What Kim Cattrall said about parenting this week should not have been headline news. It should have been a sentiment that society was already deeply familiar with and considered both ordinary and laudable. But because of the media’s relentless fetishization of motherhood — particularly combined with celebrity and the sport of social-media shaming — the hammer of public disapproval came down swiftly on Cattrall for daring to suggest that she flexes maternal muscles without needing to have her own kids. The offending statement, made on the BBC’s “Woman’s Hour,” was:
“I am not a biological parent, but I am a parent. I have young actors and actresses that I mentor; I have nieces and nephews that I am very close to…. There is a way to become a mother in this day and age that doesn’t include your name on the child’s birth certificate. You know, you can express that maternal side of you very, very clearly, very strongly…. It feels very satisfying.”
A tide of parental martyrdom instantly washed up in comments sections everywhere, taking down her statement as wrongheaded and epitomized, perhaps, by this snide one from People’s site: “Only someone who is CHILDLESS would think mentoring is the same as parenting.”
More disheartening was the way the story was framed by actual media outlets, with online headlines passive-aggressively suggesting that Cattrall was, indeed, overstepping her bounds. ABC led with a statement that the actress was “raising some eyebrows,” while CBS’ piece concluded with a jab at her humorous comment about singleness. My favorite was this local news site, which incredulously informed readers that “Childless Actress Describes Herself as a Parent.”
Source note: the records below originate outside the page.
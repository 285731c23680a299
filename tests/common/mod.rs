//! Common test utilities and helpers
//!
//! Shared scaffolding for the integration tests: a scripted provider that
//! records every call, and helpers for building a cache over the in-memory
//! store.

use async_trait::async_trait;
use std::collections::HashMap;
use std::sync::{Arc, Mutex};
use stockpile_core::CandidateRecord;
use stockpile_db::MemoryAssetStore;
use stockpile_service::{
    FetchOutcome, FreshnessCache, FreshnessConfig, ProviderClient, ProviderError, ProviderResult,
};

pub mod fixtures;

/// Scripted reply for one query
#[derive(Debug, Clone)]
pub enum Reply {
    /// Return these candidates
    Candidates(Vec<CandidateRecord>),
    /// Fail as if the provider were down
    Unavailable,
}

/// Provider that answers from a per-query script and records its calls
#[derive(Debug, Default)]
pub struct ScriptedProvider {
    replies: Mutex<HashMap<String, Reply>>,
    calls: Mutex<Vec<(String, usize)>>,
}

impl ScriptedProvider {
    pub fn new() -> Self {
        Self::default()
    }

    /// Answer `query` with `reply` from now on
    pub fn on(self, query: &str, reply: Reply) -> Self {
        self.replies
            .lock()
            .unwrap()
            .insert(query.to_string(), reply);
        self
    }

    /// Replace the reply for `query`
    pub fn set(&self, query: &str, reply: Reply) {
        self.replies
            .lock()
            .unwrap()
            .insert(query.to_string(), reply);
    }

    /// Calls received so far, in order
    pub fn calls(&self) -> Vec<(String, usize)> {
        self.calls.lock().unwrap().clone()
    }

    pub fn call_count(&self) -> usize {
        self.calls.lock().unwrap().len()
    }
}

#[async_trait]
impl ProviderClient for ScriptedProvider {
    async fn fetch(&self, query: &str, limit: usize) -> ProviderResult<FetchOutcome> {
        self.calls
            .lock()
            .unwrap()
            .push((query.to_string(), limit));

        let reply = self.replies.lock().unwrap().get(query).cloned();
        match reply {
            Some(Reply::Candidates(candidates)) => Ok(FetchOutcome::ok(
                candidates.into_iter().take(limit).collect(),
            )),
            Some(Reply::Unavailable) => {
                Err(ProviderError::Unavailable("scripted outage".to_string()))
            }
            None => Ok(FetchOutcome::ok(vec![])),
        }
    }
}

/// Test harness: cache plus handles on its collaborators
pub struct TestPool {
    pub store: Arc<MemoryAssetStore>,
    pub provider: Arc<ScriptedProvider>,
    pub cache: FreshnessCache,
}

impl TestPool {
    pub fn new(provider: ScriptedProvider) -> Self {
        Self::with_store(MemoryAssetStore::new(), provider)
    }

    pub fn with_store(store: MemoryAssetStore, provider: ScriptedProvider) -> Self {
        let store = Arc::new(store);
        let provider = Arc::new(provider);
        let cache = FreshnessCache::new(
            store.clone(),
            provider.clone(),
            FreshnessConfig::default(),
        )
        .expect("default config is valid");

        Self {
            store,
            provider,
            cache,
        }
    }
}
Yes, there’s an argument to be made for semantics. Perhaps Cattrall ought to have more precisely described herself as a surrogate or a secondary parent, but the furious tenor of the backlash suggests something a lot bigger and darker. People seem outraged that Cattrall would dare to suggest there’s a middle ground between being a biological mother and being a childless woman separate from everything motherhood-related. The war of words between the two camps has, after all, been raging (not to mention lucrative in the media) for quite some time. (Most recently, enduring stigma about childlessness has been explored in Kate Bolick’s excellent “Spinster: Making a Life of One’s Own” and in the equally great read “Selfish, Shallow and Self-Absorbed: Sixteen Writers on the Decision Not to Have Kids.”)
For all the progress women in entertainment (and outside of it) have made, there’s still a firmly entrenched view that being a real woman equals having your own children, full stop. And that anyone who dares to question that black-and-white paradigm ought to be publicly shamed.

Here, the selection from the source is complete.